Gastrointestinal (GI) symptoms occur in around 60% of patients with HSP. These may include a colicky or crampy pain, nausea and/or vomiting. This is due to the deposition of the antibodies in the small blood vessels of the intestine itself. The pain is usually intermittent and may be severe at times. One major complication is that the swollen wall of the intestine may act as a leading point whereby the intestines may “telescope” on itself causing an obstruction known as intussusception. This can cause bloody stools and is a medical emergency, and must be dealt with urgently.

The kidney is involved in 20%-50% of patients with HSP. This is also due to the deposition of antibodies in the wall of the tiny blood vessels of the kidney. It may lead to the spillage of blood and/or protein in the urine. Usually it is detected by a urinalysis, because even if there is blood, it may not be detected by the naked eye. The kidney involvement, should it occur, may not show up for weeks--long after the rash and joints have cleared up. This must be followed closely for at least two months.

HSP primarily affects children. Over 90% of cases are in youngsters under ten years of age. It affects boys more than girls, and is more common in Caucasian and Asian people than in Hispanics or African-Americans.

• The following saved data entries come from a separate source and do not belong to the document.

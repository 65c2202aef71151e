//! Read-only backend over a remote blob or managed-disk service.
//!
//! The service client itself lives outside this crate and is supplied as a
//! [`BlobSource`]. This backend only splits large reads into bounded range
//! requests and keeps request statistics, which are logged when the disk is
//! closed.

use crate::{DiskBackend, check_range};
use parking_lot::Mutex;
use serde::Serialize;
use std::fmt;
use std::sync::Arc;
use std::sync::atomic::{AtomicBool, Ordering};
use tracing::{debug, trace};
use vms_error::{Result, VmsError};

/// Largest single range request issued to a [`BlobSource`].
pub const MAX_READ_LEN: usize = 4 * 1024 * 1024;

/// Client side of a remote blob store.
pub trait BlobSource: Send + Sync + fmt::Debug {
    /// Locator used in logs and errors (URI, blob name, disk id).
    fn locator(&self) -> &str;

    /// Size of the blob in bytes.
    fn content_length(&self) -> Result<u64>;

    /// Fill `buf` with the bytes at `[offset, offset + buf.len())`.
    fn read_range(&self, offset: u64, buf: &mut [u8]) -> Result<()>;

    /// Drop connections held by the client.
    fn close(&self) -> Result<()> {
        Ok(())
    }
}

/// Request counters for a remote backend.
#[derive(Debug, Clone, Copy, Default, PartialEq, Eq, Serialize)]
pub struct RemoteStats {
    /// Calls to `read_exact_at`.
    pub reads: u64,
    /// Range requests sent to the source.
    pub requests: u64,
    /// Reads that needed more than one request.
    pub split_reads: u64,
    pub bytes: u64,
}

#[derive(Debug)]
pub struct RemoteBlobBackend {
    source: Arc<dyn BlobSource>,
    len: u64,
    stats: Mutex<RemoteStats>,
    closed: AtomicBool,
}

impl RemoteBlobBackend {
    pub fn open(source: Arc<dyn BlobSource>) -> Result<Self> {
        let len = source.content_length()?;
        debug!(locator = source.locator(), len, "opened remote blob");
        Ok(Self {
            source,
            len,
            stats: Mutex::new(RemoteStats::default()),
            closed: AtomicBool::new(false),
        })
    }

    #[must_use]
    pub fn stats(&self) -> RemoteStats {
        *self.stats.lock()
    }

    #[must_use]
    pub fn locator(&self) -> &str {
        self.source.locator()
    }
}

impl DiskBackend for RemoteBlobBackend {
    fn kind(&self) -> &'static str {
        "remote-blob"
    }

    fn len_bytes(&self) -> u64 {
        self.len
    }

    fn read_exact_at(&self, offset: u64, buf: &mut [u8]) -> Result<()> {
        if self.is_closed() {
            return Err(VmsError::Closed(self.source.locator().to_owned()));
        }
        check_range("remote-blob", offset, buf.len(), self.len)?;
        let mut requests = 0_u64;
        for (i, chunk) in buf.chunks_mut(MAX_READ_LEN).enumerate() {
            let chunk_offset = offset + (i * MAX_READ_LEN) as u64;
            trace!(locator = self.source.locator(), chunk_offset, len = chunk.len(), "range request");
            self.source.read_range(chunk_offset, chunk)?;
            requests += 1;
        }
        let mut stats = self.stats.lock();
        stats.reads += 1;
        stats.requests += requests;
        if requests > 1 {
            stats.split_reads += 1;
        }
        stats.bytes += buf.len() as u64;
        Ok(())
    }

    fn write_all_at(&self, _offset: u64, _buf: &[u8]) -> Result<()> {
        Err(VmsError::unsupported_op(
            "write",
            format!("remote blob {}", self.source.locator()),
        ))
    }

    fn is_writable(&self) -> bool {
        false
    }

    fn close(&self) -> Result<()> {
        if self.closed.swap(true, Ordering::AcqRel) {
            return Ok(());
        }
        let stats = self.stats();
        debug!(
            locator = self.source.locator(),
            reads = stats.reads,
            requests = stats.requests,
            split_reads = stats.split_reads,
            bytes = stats.bytes,
            "remote blob read statistics"
        );
        self.source.close()
    }

    fn is_closed(&self) -> bool {
        self.closed.load(Ordering::Acquire)
    }
}

#[cfg(test)]
mod tests {
    use super::*;
    use std::sync::atomic::AtomicU64;

    #[derive(Debug)]
    struct FakeBlob {
        data: Vec<u8>,
        calls: AtomicU64,
        closes: AtomicU64,
    }

    impl FakeBlob {
        fn new(len: usize) -> Self {
            Self {
                data: (0..len).map(|i| (i % 253) as u8).collect(),
                calls: AtomicU64::new(0),
                closes: AtomicU64::new(0),
            }
        }
    }

    impl BlobSource for FakeBlob {
        fn locator(&self) -> &str {
            "https://blobs.invalid/vhds/disk0.vhd"
        }

        fn content_length(&self) -> Result<u64> {
            Ok(self.data.len() as u64)
        }

        fn read_range(&self, offset: u64, buf: &mut [u8]) -> Result<()> {
            assert!(buf.len() <= MAX_READ_LEN, "request exceeds split size");
            self.calls.fetch_add(1, Ordering::Relaxed);
            let start = usize::try_from(offset).expect("offset");
            buf.copy_from_slice(&self.data[start..start + buf.len()]);
            Ok(())
        }

        fn close(&self) -> Result<()> {
            self.closes.fetch_add(1, Ordering::Relaxed);
            Ok(())
        }
    }

    #[test]
    fn large_reads_are_split_at_max_read_len() {
        let blob = Arc::new(FakeBlob::new(MAX_READ_LEN * 2 + 100));
        let dev = RemoteBlobBackend::open(Arc::clone(&blob) as Arc<dyn BlobSource>).expect("open");
        let mut buf = vec![0_u8; MAX_READ_LEN * 2 + 10];
        dev.read_exact_at(50, &mut buf).expect("read");
        assert_eq!(buf[..], blob.data[50..50 + buf.len()]);
        assert_eq!(blob.calls.load(Ordering::Relaxed), 3);

        let stats = dev.stats();
        assert_eq!(stats.reads, 1);
        assert_eq!(stats.requests, 3);
        assert_eq!(stats.split_reads, 1);
        assert_eq!(stats.bytes, buf.len() as u64);
    }

    #[test]
    fn writes_are_unsupported() {
        let dev = RemoteBlobBackend::open(Arc::new(FakeBlob::new(1024))).expect("open");
        let err = dev.write_all_at(0, &[1, 2, 3]).unwrap_err();
        assert!(matches!(err, VmsError::UnsupportedOperation { .. }));
        assert!(!dev.is_writable());
    }

    #[test]
    fn close_releases_source_once() {
        let blob = Arc::new(FakeBlob::new(1024));
        let dev = RemoteBlobBackend::open(Arc::clone(&blob) as Arc<dyn BlobSource>).expect("open");
        dev.close().expect("close");
        dev.close().expect("close again");
        assert_eq!(blob.closes.load(Ordering::Relaxed), 1);
        let mut buf = [0_u8; 4];
        assert!(matches!(dev.read_exact_at(0, &mut buf), Err(VmsError::Closed(_))));
    }
}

The history of illnesses is fascinating and HSP is no exception. Schoenlein was a German physician who lived in the early 1800’s. In 1837 he described a group of children who had a rash of the legs, and joint swelling and pain. His protete and student, Dr. Henoch, described a group of children with intestinal complaints and kidney involvement years later. After some time the medical community recognized that they were describing the same illness, and so it became identified as HSP. What is fascinating is that in 1801, a physician named Heberden wrote of a five-year-old child that had “bloody points” on his legs, abdominal pain, blood in his stools and urine, and painful edema of the joints. Sound familiar?

HSP is a self-resolving illness and the treatment is mainly supportive. Non-steroidal anti-inflammatory drugs help with the joint pain; most children will limit their activity accordingly and will rest as needed. If there is significant abdominal pain, a short course of steroids should be considered to minimize the risk for intussusception. Most cases resolve without incidence over a few weeks. The only caveat is that the kidney involvement may not show up for weeks after the rest of the symptoms have cleared up. So the urines should be checked up for two months.

John had an uneventful recovery of his HSP. Within two weeks the rash had subsided. He had rare abdominal complaints and was eating like a champ. The joints were 100% back to normal as was his activity. I checked his urine weekly. After the third week he had some blood and protein in his urine sample. This persisted for three weeks and went from 1+-to-trace-to negative. It has been negative since and we are six weeks out from his initial symptoms.